Слухи были не лишены оснований. Возникла контрреволюция. Вокруг графа д'Артуа образовался целый комитет, старавшийся оживить на юге старую вражду между католиками и протестантами, последние с большим энтузиазмом воспринимали революционные идеи. В Монтобане, в Ниме, в Тулузе вспыхивали кровавые бунты, которые переместились в Лион, Баланс и Прованс. В Эльзасе принцы попытались использовать тот же способ религиозной ненависти. Эти бунты позволяли графу д'Артуа надеяться на то, что он сможет вернуться во Францию победителем. Король и королева, которые не хотели возвращать свою власть при помощи знати, возглавляемой принцами, постарались воспрепятствовать событиям, о которых они знали далеко не все.

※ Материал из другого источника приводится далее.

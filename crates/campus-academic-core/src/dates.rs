//! Pure date arithmetic for session ranges.
//!
//! All functions take `today` as a parameter so callers control the clock.

use chrono::NaiveDate;

/// Whether two inclusive date ranges overlap.
///
/// Boundary-inclusive on both ends: ranges that merely touch (one ends the
/// day the other starts) count as overlapping. Also covers full containment.
pub fn ranges_overlap(
    a_start: NaiveDate,
    a_end: NaiveDate,
    b_start: NaiveDate,
    b_end: NaiveDate,
) -> bool {
    a_start <= b_end && b_start <= a_end
}

/// Days from `today` until `end`, negative once the range is past.
pub fn days_remaining(end: NaiveDate, today: NaiveDate) -> i64 {
    (end - today).num_days()
}

/// Elapsed share of the range as a percentage, clamped to [0, 100].
///
/// A range with zero or negative span reports 0.
pub fn elapsed_percent(start: NaiveDate, end: NaiveDate, today: NaiveDate) -> f64 {
    let span = (end - start).num_days();
    if span <= 0 {
        return 0.0;
    }
    let elapsed = (today - start).num_days();
    (elapsed as f64 / span as f64 * 100.0).clamp(0.0, 100.0)
}
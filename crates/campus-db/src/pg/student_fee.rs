//! PostgreSQL student fee repository implementation

use async_trait::async_trait;
use sqlx::PgPool;
use uuid::Uuid;

use crate::error::DbResult;
use crate::models::{StudentFeeDetailRow, StudentFeeRow};
use crate::repo::{CreateStudentFee, StudentFeeFilter, StudentFeeRepository};

const FEE_COLUMNS: &str = "id, student_id, fee_type_id, session_id, amount_due_cents, \
     amount_paid_cents, due_date, created_at, updated_at";

const DETAIL_SELECT: &str = r#"
    SELECT f.id, f.student_id, f.fee_type_id, t.name AS fee_type_name,
           g.name AS fee_group_name, f.session_id, f.amount_due_cents,
           f.amount_paid_cents, f.due_date
    FROM student_fees f
    JOIN fee_types t ON f.fee_type_id = t.id
    JOIN fee_groups g ON t.fee_group_id = g.id
"#;

/// PostgreSQL student fee repository
#[derive(Clone)]
pub struct PgStudentFeeRepository {
    pool: PgPool,
}

impl PgStudentFeeRepository {
    /// Create a new student fee repository
    pub fn new(pool: PgPool) -> Self {
        Self { pool }
    }
}

#[async_trait]
impl StudentFeeRepository for PgStudentFeeRepository {
    async fn find_by_id(&self, id: Uuid) -> DbResult<Option<StudentFeeRow>> {
        let fee = sqlx::query_as::<_, StudentFeeRow>(&format!(
            "SELECT {FEE_COLUMNS} FROM student_fees WHERE id = $1"
        ))
        .bind(id)
        .fetch_optional(&self.pool)
        .await?;

        Ok(fee)
    }

    async fn list(&self, filter: StudentFeeFilter) -> DbResult<Vec<StudentFeeDetailRow>> {
        let fees = sqlx::query_as::<_, StudentFeeDetailRow>(&format!(
            r#"
            {DETAIL_SELECT}
            JOIN students s ON f.student_id = s.id
            WHERE ($1::uuid IS NULL OR f.student_id = $1)
              AND ($2::uuid IS NULL OR s.class_id = $2)
              AND ($3::uuid IS NULL OR f.session_id = $3)
            ORDER BY g.name, t.name
            "#
        ))
        .bind(filter.student_id)
        .bind(filter.class_id)
        .bind(filter.session_id)
        .fetch_all(&self.pool)
        .await?;

        Ok(fees)
    }

    async fn list_for_student(
        &self,
        student_id: Uuid,
        session_id: Uuid,
    ) -> DbResult<Vec<StudentFeeDetailRow>> {
        let fees = sqlx::query_as::<_, StudentFeeDetailRow>(&format!(
            r#"
            {DETAIL_SELECT}
            WHERE f.student_id = $1 AND f.session_id = $2
            ORDER BY g.name, t.name
            "#
        ))
        .bind(student_id)
        .bind(session_id)
        .fetch_all(&self.pool)
        .await?;

        Ok(fees)
    }

    async fn upsert_assignments(&self, assignments: Vec<CreateStudentFee>) -> DbResult<u64> {
        if assignments.is_empty() {
            return Ok(0);
        }

        let mut tx = self.pool.begin().await?;
        let mut written = 0;

        for assignment in assignments {
            let result = sqlx::query(
                r#"
                INSERT INTO student_fees (id, student_id, fee_type_id, session_id,
                                          amount_due_cents, amount_paid_cents, due_date)
                VALUES ($1, $2, $3, $4, $5, 0, $6)
                ON CONFLICT (student_id, fee_type_id, session_id)
                DO UPDATE SET amount_due_cents = EXCLUDED.amount_due_cents,
                              due_date = EXCLUDED.due_date,
                              updated_at = NOW()
                "#,
            )
            .bind(Uuid::new_v4())
            .bind(assignment.student_id)
            .bind(assignment.fee_type_id)
            .bind(assignment.session_id)
            .bind(assignment.amount_due_cents)
            .bind(assignment.due_date)
            .execute(&mut *tx)
            .await?;

            written += result.rows_affected();
        }

        tx.commit().await?;
        Ok(written)
    }
}
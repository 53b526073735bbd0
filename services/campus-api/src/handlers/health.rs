//! Health check handlers

use axum::extract::State;
use axum::http::StatusCode;
use axum::Json;
use serde::Serialize;

use crate::state::AppState;

#[derive(Serialize)]
pub struct HealthResponse {
    pub status: &'static str,
    pub service: &'static str,
    pub version: &'static str,
}

#[derive(Serialize)]
pub struct ReadyResponse {
    pub status: &'static str,
    pub database: &'static str,
}

/// Liveness probe - always returns OK if the service is running
pub async fn health() -> Json<HealthResponse> {
    Json(HealthResponse {
        status: "healthy",
        service: env!("CARGO_PKG_NAME"),
        version: env!("CARGO_PKG_VERSION"),
    })
}

/// Readiness probe - checks database connectivity
pub async fn ready(State(state): State<AppState>) -> Result<Json<ReadyResponse>, StatusCode> {
    match sqlx::query_scalar::<_, i32>("SELECT 1").fetch_one(&state.pool).await {
        Ok(_) => Ok(Json(ReadyResponse {
            status: "ready",
            database: "connected",
        })),
        Err(e) => {
            tracing::error!(error = ?e, "Database readiness check failed");
            Err(StatusCode::SERVICE_UNAVAILABLE)
        }
    }
}
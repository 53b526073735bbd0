//! Academic session status

use serde::{Deserialize, Serialize};

/// Status of an academic session.
///
/// At most one session is active at any time; the switch is performed by a
/// single transaction that deactivates every other session first.
#[derive(Debug, Clone, Copy, PartialEq, Eq, Hash, Serialize, Deserialize)]
#[serde(rename_all = "lowercase")]
pub enum SessionStatus {
    /// The session all scoped operations currently target
    Active,
    /// A past or future session
    Inactive,
}

impl SessionStatus {
    /// Get the status as a string
    pub const fn as_str(&self) -> &'static str {
        match self {
            Self::Active => "active",
            Self::Inactive => "inactive",
        }
    }

    /// Whether this is the active status
    pub const fn is_active(&self) -> bool {
        matches!(self, Self::Active)
    }
}

impl std::fmt::Display for SessionStatus {
    fn fmt(&self, f: &mut std::fmt::Formatter<'_>) -> std::fmt::Result {
        write!(f, "{}", self.as_str())
    }
}

impl std::str::FromStr for SessionStatus {
    type Err = SessionStatusParseError;

    fn from_str(s: &str) -> Result<Self, Self::Err> {
        match s {
            "active" => Ok(Self::Active),
            "inactive" => Ok(Self::Inactive),
            _ => Err(SessionStatusParseError(s.to_string())),
        }
    }
}

/// Error parsing a session status from a string
#[derive(Debug, Clone, thiserror::Error)]
#[error("unknown session status: {0}")]
pub struct SessionStatusParseError(pub String);
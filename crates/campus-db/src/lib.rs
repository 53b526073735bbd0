//! Campus DB - Database abstractions
//!
//! SQLx-based database layer for campus services.
//!
//! # Example
//!
//! ```rust,ignore
//! use campus_db::{create_pool, ensure_schema, Repositories};
//!
//! let pool = create_pool("postgres://localhost/campus").await?;
//! ensure_schema(&pool).await?;
//! let repos = Repositories::new(pool);
//!
//! // Use repositories
//! let student = repos.students.find_by_id(student_id).await?;
//! ```

pub mod error;
pub mod models;
pub mod pg;
pub mod pool;
pub mod repo;
pub mod schema;

pub use error::{DbError, DbResult};
pub use models::*;
pub use pg::Repositories;
pub use pool::{create_pool, create_pool_with_limit, DbPool};
pub use repo::*;
pub use schema::ensure_schema;
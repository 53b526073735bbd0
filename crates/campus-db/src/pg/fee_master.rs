//! PostgreSQL fee master (class-level template) repository implementation

use async_trait::async_trait;
use sqlx::PgPool;
use uuid::Uuid;

use crate::error::{DbError, DbResult};
use crate::models::{FeeMasterDetailRow, FeeMasterRow};
use crate::repo::{CreateFeeMaster, FeeMasterRepository};

const MASTER_COLUMNS: &str =
    "id, fee_group_id, fee_type_id, class_id, session_id, amount_cents, created_at";

/// PostgreSQL fee master repository
#[derive(Clone)]
pub struct PgFeeMasterRepository {
    pool: PgPool,
}

impl PgFeeMasterRepository {
    /// Create a new fee master repository
    pub fn new(pool: PgPool) -> Self {
        Self { pool }
    }
}

#[async_trait]
impl FeeMasterRepository for PgFeeMasterRepository {
    async fn find_by_id(&self, id: Uuid) -> DbResult<Option<FeeMasterRow>> {
        let master = sqlx::query_as::<_, FeeMasterRow>(&format!(
            "SELECT {MASTER_COLUMNS} FROM fee_master WHERE id = $1"
        ))
        .bind(id)
        .fetch_optional(&self.pool)
        .await?;

        Ok(master)
    }

    async fn list(
        &self,
        session_id: Option<Uuid>,
        class_id: Option<Uuid>,
    ) -> DbResult<Vec<FeeMasterRow>> {
        let masters = sqlx::query_as::<_, FeeMasterRow>(&format!(
            r#"
            SELECT {MASTER_COLUMNS} FROM fee_master
            WHERE ($1::uuid IS NULL OR session_id = $1)
              AND ($2::uuid IS NULL OR class_id = $2)
            ORDER BY created_at
            "#
        ))
        .bind(session_id)
        .bind(class_id)
        .fetch_all(&self.pool)
        .await?;

        Ok(masters)
    }

    async fn list_for_class(
        &self,
        class_id: Uuid,
        session_id: Uuid,
    ) -> DbResult<Vec<FeeMasterDetailRow>> {
        let masters = sqlx::query_as::<_, FeeMasterDetailRow>(
            r#"
            SELECT m.id, m.fee_group_id, m.fee_type_id, t.name AS fee_type_name,
                   m.class_id, m.session_id, m.amount_cents, t.due_date
            FROM fee_master m
            JOIN fee_types t ON m.fee_type_id = t.id
            WHERE m.class_id = $1 AND m.session_id = $2
            ORDER BY t.name
            "#,
        )
        .bind(class_id)
        .bind(session_id)
        .fetch_all(&self.pool)
        .await?;

        Ok(masters)
    }

    async fn create(&self, master: CreateFeeMaster) -> DbResult<FeeMasterRow> {
        let row = sqlx::query_as::<_, FeeMasterRow>(&format!(
            r#"
            INSERT INTO fee_master (id, fee_group_id, fee_type_id, class_id, session_id, amount_cents)
            VALUES ($1, $2, $3, $4, $5, $6)
            RETURNING {MASTER_COLUMNS}
            "#
        ))
        .bind(master.id)
        .bind(master.fee_group_id)
        .bind(master.fee_type_id)
        .bind(master.class_id)
        .bind(master.session_id)
        .bind(master.amount_cents)
        .fetch_one(&self.pool)
        .await?;

        Ok(row)
    }

    async fn update_amount(&self, id: Uuid, amount_cents: i64) -> DbResult<FeeMasterRow> {
        let row = sqlx::query_as::<_, FeeMasterRow>(&format!(
            "UPDATE fee_master SET amount_cents = $2 WHERE id = $1 RETURNING {MASTER_COLUMNS}"
        ))
        .bind(id)
        .bind(amount_cents)
        .fetch_optional(&self.pool)
        .await?;

        row.ok_or(DbError::NotFound)
    }

    async fn delete(&self, id: Uuid) -> DbResult<()> {
        let result = sqlx::query("DELETE FROM fee_master WHERE id = $1")
            .bind(id)
            .execute(&self.pool)
            .await?;

        if result.rows_affected() == 0 {
            return Err(DbError::NotFound);
        }

        Ok(())
    }
}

6 июня под крики толпы: «Счастливого пути!», король и его семья покидали Париж. Этот отъезд стал причиной необычайного оживления в городе. Вся королевская гвардия провожала королевскую семью. Хотя Мария-Антуанетта уезжала с тяжелым сердцем, она все же испытывала облегчение, покидая столицу, где чувствовала себя в опасности. Приехав в Сен-Клу, она начала обдумывать встречу с Мирабо. «Нужно было иметь смелость, чтобы согласиться на встречу в такой момент», — говорила она Мерси 12 июля.
Встреча с Мирабо готовилась спокойно и без спешки. Ее назначили на 3 июля, на заходе солнца, в апартаментах королевы, вероятно, в присутствии короля, если верить Ламарку и историкам, которые могли придумать то, чего не знали. Нам очень мало известно об этой встрече. Согласно Ламарку, королеве не удалось подавить в себе «страх и испуг», когда она находилась в присутствии Мирабо. Но словам мадам де Кампан, Мирабо сказал королеве в конце встречи: «Мадам, монархия спасена!». Они оставались вместе около 40 минут. Это все, что можно утверждать. Все остальное лишь литературный вымысел. Что же касалось королевы, она не верила никому. Несмотря на всю таинственность и осторожность, с которой организовывалась эта встреча, слухи о ней распространились по Парижу.